Problem details: Set down the records below in full, exactly as they read.

Collected data entries
○ ○ ○ ○ ○

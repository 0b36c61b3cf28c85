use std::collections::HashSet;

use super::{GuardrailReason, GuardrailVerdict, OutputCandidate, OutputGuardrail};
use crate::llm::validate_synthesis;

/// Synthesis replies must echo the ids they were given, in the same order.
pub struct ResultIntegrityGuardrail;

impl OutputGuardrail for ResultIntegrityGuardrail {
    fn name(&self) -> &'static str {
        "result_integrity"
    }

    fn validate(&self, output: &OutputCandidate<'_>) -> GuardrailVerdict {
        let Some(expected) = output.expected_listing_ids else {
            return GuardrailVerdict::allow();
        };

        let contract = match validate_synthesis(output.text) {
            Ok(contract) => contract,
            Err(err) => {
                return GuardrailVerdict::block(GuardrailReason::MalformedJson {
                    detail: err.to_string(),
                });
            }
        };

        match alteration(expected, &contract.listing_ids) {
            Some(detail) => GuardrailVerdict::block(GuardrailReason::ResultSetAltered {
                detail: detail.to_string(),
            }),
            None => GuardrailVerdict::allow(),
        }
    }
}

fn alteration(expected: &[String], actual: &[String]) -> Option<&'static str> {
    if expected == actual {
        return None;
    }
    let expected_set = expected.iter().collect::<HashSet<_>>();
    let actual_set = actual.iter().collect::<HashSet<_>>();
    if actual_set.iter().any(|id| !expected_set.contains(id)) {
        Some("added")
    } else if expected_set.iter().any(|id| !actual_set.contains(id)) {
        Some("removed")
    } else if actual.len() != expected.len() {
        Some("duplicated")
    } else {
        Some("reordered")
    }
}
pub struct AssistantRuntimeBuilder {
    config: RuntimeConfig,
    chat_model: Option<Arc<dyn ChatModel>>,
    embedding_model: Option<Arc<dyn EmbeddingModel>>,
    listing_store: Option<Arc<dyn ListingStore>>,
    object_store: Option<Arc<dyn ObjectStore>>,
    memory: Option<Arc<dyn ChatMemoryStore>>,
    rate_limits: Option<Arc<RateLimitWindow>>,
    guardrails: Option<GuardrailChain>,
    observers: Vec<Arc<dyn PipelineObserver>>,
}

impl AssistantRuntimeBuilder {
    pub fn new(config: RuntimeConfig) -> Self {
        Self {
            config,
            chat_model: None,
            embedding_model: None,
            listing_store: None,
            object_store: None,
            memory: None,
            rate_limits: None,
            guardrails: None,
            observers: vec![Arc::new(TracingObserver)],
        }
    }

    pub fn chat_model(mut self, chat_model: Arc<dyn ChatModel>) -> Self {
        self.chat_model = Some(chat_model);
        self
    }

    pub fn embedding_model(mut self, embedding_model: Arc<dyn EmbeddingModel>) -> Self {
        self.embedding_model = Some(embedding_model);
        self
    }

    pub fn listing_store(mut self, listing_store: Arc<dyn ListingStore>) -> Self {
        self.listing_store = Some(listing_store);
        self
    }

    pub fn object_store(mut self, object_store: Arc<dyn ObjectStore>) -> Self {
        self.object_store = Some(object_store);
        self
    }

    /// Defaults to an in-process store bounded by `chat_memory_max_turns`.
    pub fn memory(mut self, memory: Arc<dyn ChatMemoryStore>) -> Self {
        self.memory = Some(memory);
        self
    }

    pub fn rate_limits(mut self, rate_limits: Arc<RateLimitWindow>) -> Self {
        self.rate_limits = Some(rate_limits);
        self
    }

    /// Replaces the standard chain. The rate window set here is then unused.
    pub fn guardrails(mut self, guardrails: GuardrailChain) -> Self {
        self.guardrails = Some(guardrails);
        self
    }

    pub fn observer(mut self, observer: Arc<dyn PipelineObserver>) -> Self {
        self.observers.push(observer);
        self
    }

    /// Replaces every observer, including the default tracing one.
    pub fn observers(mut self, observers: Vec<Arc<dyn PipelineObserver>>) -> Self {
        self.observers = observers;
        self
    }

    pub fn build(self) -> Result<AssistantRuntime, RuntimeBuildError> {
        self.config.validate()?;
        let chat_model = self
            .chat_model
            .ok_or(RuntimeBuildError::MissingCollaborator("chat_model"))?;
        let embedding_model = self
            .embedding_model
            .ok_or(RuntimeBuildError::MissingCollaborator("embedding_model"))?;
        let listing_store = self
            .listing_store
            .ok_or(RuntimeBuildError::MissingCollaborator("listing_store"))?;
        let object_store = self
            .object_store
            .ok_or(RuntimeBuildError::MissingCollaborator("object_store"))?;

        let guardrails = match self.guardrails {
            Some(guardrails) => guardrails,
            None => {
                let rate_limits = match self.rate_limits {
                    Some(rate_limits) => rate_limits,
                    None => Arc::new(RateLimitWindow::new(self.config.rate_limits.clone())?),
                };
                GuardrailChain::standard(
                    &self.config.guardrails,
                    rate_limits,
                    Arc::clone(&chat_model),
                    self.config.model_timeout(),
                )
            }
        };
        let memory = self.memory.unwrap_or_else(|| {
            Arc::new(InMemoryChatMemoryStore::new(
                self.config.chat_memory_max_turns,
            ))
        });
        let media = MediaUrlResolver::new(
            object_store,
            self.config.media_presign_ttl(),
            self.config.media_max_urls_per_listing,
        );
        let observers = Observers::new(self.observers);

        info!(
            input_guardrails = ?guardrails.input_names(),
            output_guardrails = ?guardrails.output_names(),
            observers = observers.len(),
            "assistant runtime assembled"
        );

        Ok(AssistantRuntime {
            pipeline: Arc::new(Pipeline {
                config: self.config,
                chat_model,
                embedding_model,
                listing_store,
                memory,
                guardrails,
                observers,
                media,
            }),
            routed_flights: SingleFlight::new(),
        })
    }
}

○ ○ ○ ○ ○

Written answer:
repository 0b36c61b3cf28c85
use std::collections::HashSet;

use super::{GuardrailReason, GuardrailVerdict, OutputCandidate, OutputGuardrail};
use crate::llm::validate_synthesis;

/// Synthesis replies must echo the ids they were given, in the same order.
pub struct ResultIntegrityGuardrail;

impl OutputGuardrail for ResultIntegrityGuardrail {
    fn name(&self) -> &'static str {
        "result_integrity"
    }

    fn validate(&self, output: &OutputCandidate<'_>) -> GuardrailVerdict {
        let Some(expected) = output.expected_listing_ids else {
            return GuardrailVerdict::allow();
        };

        let contract = match validate_synthesis(output.text) {
            Ok(contract) => contract,
            Err(err) => {
                return GuardrailVerdict::block(GuardrailReason::MalformedJson {
                    detail: err.to_string(),
                });
            }
        };

        match alteration(expected, &contract.listing_ids) {
            Some(detail) => GuardrailVerdict::block(GuardrailReason::ResultSetAltered {
                detail: detail.to_string(),
            }),
            None => GuardrailVerdict::allow(),
        }
    }
}

fn alteration(expected: &[String], actual: &[String]) -> Option<&'static str> {
    if expected == actual {
        return None;
    }
    let expected_set = expected.iter().collect::<HashSet<_>>();
    let actual_set = actual.iter().collect::<HashSet<_>>();
    if actual_set.iter().any(|id| !expected_set.contains(id)) {
        Some("added")
    } else if expected_set.iter().any(|id| !actual_set.contains(id)) {
        Some("removed")
    } else if actual.len() != expected.len() {
        Some("duplicated")
    } else {
        Some("reordered")
    }
}
pub struct AssistantRuntimeBuilder {
    config: RuntimeConfig,
    chat_model: Option<Arc<dyn ChatModel>>,
    embedding_model: Option<Arc<dyn EmbeddingModel>>,
    listing_store: Option<Arc<dyn ListingStore>>,
    object_store: Option<Arc<dyn ObjectStore>>,
    memory: Option<Arc<dyn ChatMemoryStore>>,
    rate_limits: Option<Arc<RateLimitWindow>>,
    guardrails: Option<GuardrailChain>,
    observers: Vec<Arc<dyn PipelineObserver>>,
}

impl AssistantRuntimeBuilder {
    pub fn new(config: RuntimeConfig) -> Self {
        Self {
            config,
            chat_model: None,
            embedding_model: None,
            listing_store: None,
            object_store: None,
            memory: None,
            rate_limits: None,
            guardrails: None,
            observers: vec![Arc::new(TracingObserver)],
        }
    }

    pub fn chat_model(mut self, chat_model: Arc<dyn ChatModel>) -> Self {
        self.chat_model = Some(chat_model);
        self
    }

    pub fn embedding_model(mut self, embedding_model: Arc<dyn EmbeddingModel>) -> Self {
        self.embedding_model = Some(embedding_model);
        self
    }

    pub fn listing_store(mut self, listing_store: Arc<dyn ListingStore>) -> Self {
        self.listing_store = Some(listing_store);
        self
    }

    pub fn object_store(mut self, object_store: Arc<dyn ObjectStore>) -> Self {
        self.object_store = Some(object_store);
        self
    }

    /// Defaults to an in-process store bounded by `chat_memory_max_turns`.
    pub fn memory(mut self, memory: Arc<dyn ChatMemoryStore>) -> Self {
        self.memory = Some(memory);
        self
    }

    pub fn rate_limits(mut self, rate_limits: Arc<RateLimitWindow>) -> Self {
        self.rate_limits = Some(rate_limits);
        self
    }

    /// Replaces the standard chain. The rate window set here is then unused.
    pub fn guardrails(mut self, guardrails: GuardrailChain) -> Self {
        self.guardrails = Some(guardrails);
        self
    }

    pub fn observer(mut self, observer: Arc<dyn PipelineObserver>) -> Self {
        self.observers.push(observer);
        self
    }

    /// Replaces every observer, including the default tracing one.
    pub fn observers(mut self, observers: Vec<Arc<dyn PipelineObserver>>) -> Self {
        self.observers = observers;
        self
    }

    pub fn build(self) -> Result<AssistantRuntime, RuntimeBuildError> {
        self.config.validate()?;
        let chat_model = self
            .chat_model
            .ok_or(RuntimeBuildError::MissingCollaborator("chat_model"))?;
        let embedding_model = self
            .embedding_model
            .ok_or(RuntimeBuildError::MissingCollaborator("embedding_model"))?;
        let listing_store = self
            .listing_store
            .ok_or(RuntimeBuildError::MissingCollaborator("listing_store"))?;
        let object_store = self
            .object_store
            .ok_or(RuntimeBuildError::MissingCollaborator("object_store"))?;

        let guardrails = match self.guardrails {
            Some(guardrails) => guardrails,
            None => {
                let rate_limits = match self.rate_limits {
                    Some(rate_limits) => rate_limits,
                    None => Arc::new(RateLimitWindow::new(self.config.rate_limits.clone())?),
                };
                GuardrailChain::standard(
                    &self.config.guardrails,
                    rate_limits,
                    Arc::clone(&chat_model),
                    self.config.model_timeout(),
                )
            }
        };
        let memory = self.memory.unwrap_or_else(|| {
            Arc::new(InMemoryChatMemoryStore::new(
                self.config.chat_memory_max_turns,
            ))
        });
        let media = MediaUrlResolver::new(
            object_store,
            self.config.media_presign_ttl(),
            self.config.media_max_urls_per_listing,
        );
        let observers = Observers::new(self.observers);

        info!(
            input_guardrails = ?guardrails.input_names(),
            output_guardrails = ?guardrails.output_names(),
            observers = observers.len(),
            "assistant runtime assembled"
        );

        Ok(AssistantRuntime {
            pipeline: Arc::new(Pipeline {
                config: self.config,
                chat_model,
                embedding_model,
                listing_store,
                memory,
                guardrails,
                observers,
                media,
            }),
            routed_flights: SingleFlight::new(),
        })
    }
}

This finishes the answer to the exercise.